Nutrition & Diabetesvolume 7, Article number: 300 (2017) | Download Citation

Abstract

Accumulation of metabolites may mark or contribute to the development of type 2 diabetes mellitus (T2D), but there is a lack of data from ethnic groups at high risk. We examined sphingolipids, acylcarnitines and amino acids, and their association with T2D in a nested case–control study among 54 South Asian Surinamese, 54 African Surinamese and 44 Dutch in the Netherlands. Plasma metabolites were determined at baseline (2001–2003), and cumulative prevalence and incidence of T2D at follow-up (2011–2012). Weighted linear and logistic regression analyses were used to study associations. The mean level of most sphingolipids was lower, and amino-acid levels higher, in the Surinamese groups than among the Dutch. Surinamese individuals had higher mono- and polyunsaturated acylcarnitines and lower plasma levels of saturated acylcarnitine species than the Dutch. Several sphingolipids and amino acids were associated with T2D. Although only the shorter acylcarnitines seemed associated with prevalent T2D, we found an association of all acylcarnitines (except C0, C18 and C18:2) with incident T2D. Further analyses suggested a potentially different association of several metabolites across ethnic groups. Extension and confirmation of these findings may improve the understanding of ethnic differences and contribute to early detection of increased individual risk.

Introduction

People of South Asian and African origin have a higher type 2 diabetes mellitus (T2D) prevalence and incidence compared with Europeans, at a given body mass index (BMI)1,2,3. Higher tissue and plasma concentrations of metabolites may contribute to the development of T2D. Prominent is the accumulation of lipids that culminates to lipotoxicity. Primary classes of intracellular lipid mediators associated with T2D and insulin resistance include cytosolic lipids such as sphingolipids, and mitochondria-derived metabolites such as acylcarnitines4,5,6,7. In addition to fat metabolites, there is a marked association between amino acids and T2D8, 9. Recent evidence suggests that associations may vary by ethnicity, for example, for amino acids in men9. This could signal differences in intake and the relative importance of metabolic processes across groups. However, data are limited. We examined ethnic differences in these metabolites and their association with T2D in people of South Asian, African and European origin in the Netherlands.

Subjects and methods

Study population

We carried out a nested case–control study. In brief, 1444 South Asian Surinamese, African Surinamese and European Dutch (henceforth Dutch) completed an interview and medical examination in the SUNSET study between 2001 and 20031, 3. In 2011–2012, participants who still resided in Amsterdam were invited to take part in a follow-up examination within the HELIUS study1, 2.
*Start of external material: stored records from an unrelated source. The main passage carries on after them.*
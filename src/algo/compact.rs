//! Mesh compaction.
//!
//! Operators leave holes behind: freed points and elements, and points that
//! no element uses any more. [`pack`] renumbers the live entities densely,
//! carries the adjacency table, the metric and the pending hanging edges
//! along, and rebuilds the structures derived from the element set.
//!
//! This is the only place where ids change.

use crate::algo::metric::MetricField;
use crate::config::AdaptConfig;
use crate::error::{InvariantViolation, MeshError, Result};
use crate::mesh::{EdgeKey, Element, ElementId, GeomEdge, PointId, SimplexMesh, Tag};

/// Counts of a compacted mesh.
#[derive(Debug, Clone, Copy, Default, PartialEq, Eq)]
pub struct PackReport {
    /// Points kept.
    pub points: usize,
    /// Of which corners.
    pub corners: usize,
    /// Geometric edges.
    pub edges: usize,
    /// Of which ridges.
    pub ridges: usize,
    /// Boundary facets.
    pub facets: usize,
    /// Elements kept.
    pub elements: usize,
}

/// Compact `mesh` and `metric` in place.
///
/// Live points used by the mesh are renumbered `1..=points` in slot order and
/// live elements `1..=elements`; the free lists then thread every slot above
/// those counts. The boundary facets, the geometric edge hash and the edge
/// list are rebuilt. With `config.debug` set, the full consistency check
/// runs on the result.
///
/// # Errors
/// - [`InvariantViolation::DanglingPoint`] if an element references a point
///   that is not live (the mesh is left unchanged);
/// - any violation found by the debug check.
pub fn pack<E, M>(mesh: &mut SimplexMesh<E>, metric: &mut M, config: &AdaptConfig) -> Result<PackReport>
where
    E: Element,
    M: MetricField + ?Sized,
{
    for (k, element) in mesh.elements.iter() {
        for &p in element.vertices() {
            if !mesh.points.get(p).is_some_and(|point| point.is_used()) {
                return Err(MeshError::Invariant(InvariantViolation::DanglingPoint {
                    element: k.index(),
                    point: p.index(),
                }));
            }
        }
    }

    let mut report = PackReport::default();

    // Point numbering. Unused points are released.
    let point_ids: Vec<PointId> = mesh.points.ids().collect();
    for &p in &point_ids {
        let point = &mut mesh.points[p];
        if !point.is_used() {
            mesh.points.free(p);
            continue;
        }
        report.points += 1;
        point.tmp = report.points as u32;
        if point.tag.contains(Tag::CORNER) {
            report.corners += 1;
        }
    }

    // Elements.
    let element_ids: Vec<ElementId> = mesh.elements.ids().collect();
    for k in element_ids {
        report.elements += 1;
        let to = ElementId::new(report.elements);

        let points = &mesh.points;
        for v in mesh.elements[k].vertices_mut() {
            *v = PointId::new(points[*v].tmp as usize);
        }

        if to != k {
            mesh.elements.relocate(k.index(), to.index());
            mesh.adjacency.relocate(k, to);
            for side in mesh.hanging.values_mut().filter(|side| side.element == k) {
                side.element = to;
            }
        }
    }
    if !mesh.hanging.is_empty() {
        let points = &mesh.points;
        mesh.hanging = std::mem::take(&mut mesh.hanging)
            .into_iter()
            .map(|(key, side)| {
                let [a, b] = [key.min(), key.max()].map(|p| PointId::new(points[p].tmp as usize));
                (EdgeKey::new(a, b), side)
            })
            .collect();
    }

    // Metric then points, both in ascending order so moves never overwrite
    // a value still to be read.
    let attached = metric.is_attached();
    let point_ids: Vec<PointId> = mesh.points.ids().collect();
    for p in point_ids {
        let to = mesh.points[p].tmp as usize;
        if attached {
            metric.relocate(p, PointId::new(to));
        }
        mesh.points.relocate(p.index(), to);
    }
    if attached {
        metric.truncate(report.points);
    }

    mesh.points.reset_free_list(report.points);
    mesh.elements.reset_free_list(report.elements);

    rebuild_boundary(mesh);
    report.facets = mesh.boundary.len();
    rebuild_edges(mesh);
    report.edges = mesh.edges.len();
    report.ridges = mesh.edges.iter().filter(|e| e.tag.contains(Tag::RIDGE)).count();

    let ids: Vec<PointId> = mesh.points.ids().collect();
    for p in ids {
        mesh.points[p].tmp = 0;
    }

    log::info!(
        "compacted mesh: {} points ({} corners), {} edges ({} ridges), {} boundary facets, {} {}s",
        report.points,
        report.corners,
        report.edges,
        report.ridges,
        report.facets,
        report.elements,
        E::KIND
    );

    if config.debug {
        mesh.check()?;
    }
    Ok(report)
}

fn rebuild_boundary<E: Element>(mesh: &mut SimplexMesh<E>) {
    let mut boundary = Vec::with_capacity(mesh.boundary.len());
    for (k, element) in mesh.elements.iter() {
        let adjacency = &mesh.adjacency;
        element.boundary_facets(&|face| adjacency.get(k, face).is_none(), &mesh.xtetra, &mut boundary);
    }
    mesh.boundary = boundary;
}

fn rebuild_edges<E: Element>(mesh: &mut SimplexMesh<E>) {
    mesh.edge_hash.clear();
    for (_, element) in mesh.elements.iter() {
        for edge in 0..E::EDGES {
            let (tag, reference) = element.edge_feature(edge, &mesh.xtetra);
            if reference != 0 || tag.is_geometric() || tag.contains(Tag::REQUIRED) {
                let [a, b] = element.edge_points(edge);
                mesh.edge_hash.insert(a, b, tag, reference);
            }
        }
    }
    mesh.edges = mesh
        .edge_hash
        .iter()
        .map(|edge| GeomEdge {
            tag: edge.tag | Tag::REFERENCE,
            ..*edge
        })
        .collect();
}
We excluded individuals with missing data on T2D at either measurement or with self-reported baseline cardiovascular disease. From the group that remained, we took a sample from strata characterized by ethnicity, sex and T2D status at follow-up. Data for 54 South Asian Surinamese, 54 African Surinamese and 44 Dutch were available for analysis.

The Institutional Review Board of the Academic Medical Centre approved the studies. Participants provided a written informed consent.

Measurements

Ethnicity was classified based on self-identification1, 3. BMI was calculated as weight in kilograms by height in meters squared. The covariate BMI change was calculated by subtracting BMI at follow-up from the baseline BMI. Healthy diet was defined in line with Nicolaou et al.9, based on 24 questions about the usual amount and frequency of intake of common food items and items more specific for the Surinamese (e.g., salty condiments). The individual dietary items were combined to form a composite score based on the Dutch guidelines for: fruit (2 points for two pieces of fruit or one piece of fruit and one glass of juice daily (no sugar added); 1 point for one piece of fruit daily or two pieces 5–6 days per week), vegetables (2 points for 200 g daily, 1 point for 150 g daily or 200 g 5–6 days per week), salt (1 point for minimal use of salt at cooking and at the table), fish (1 point for at least once a week), red meat (1 point for twice a week or less), breakfast (2 points for daily; 1 point for 5–6 days per week), fat in cooking (1 point for mostly oil).

Baseline T2D was defined as a fasting plasma glucose (HK/Glucose-6-P-dehydrogenase test; Roche-Diagnostics) ≥7.0 mmol/l and/or self-reported T2D. At follow-up, T2D was defined as an HbA1c ≥ 6.5% (48 mmol/mol) and/or a fasting plasma glucose ≥7.0 mmol/l and/or self-reported T2D1, 10.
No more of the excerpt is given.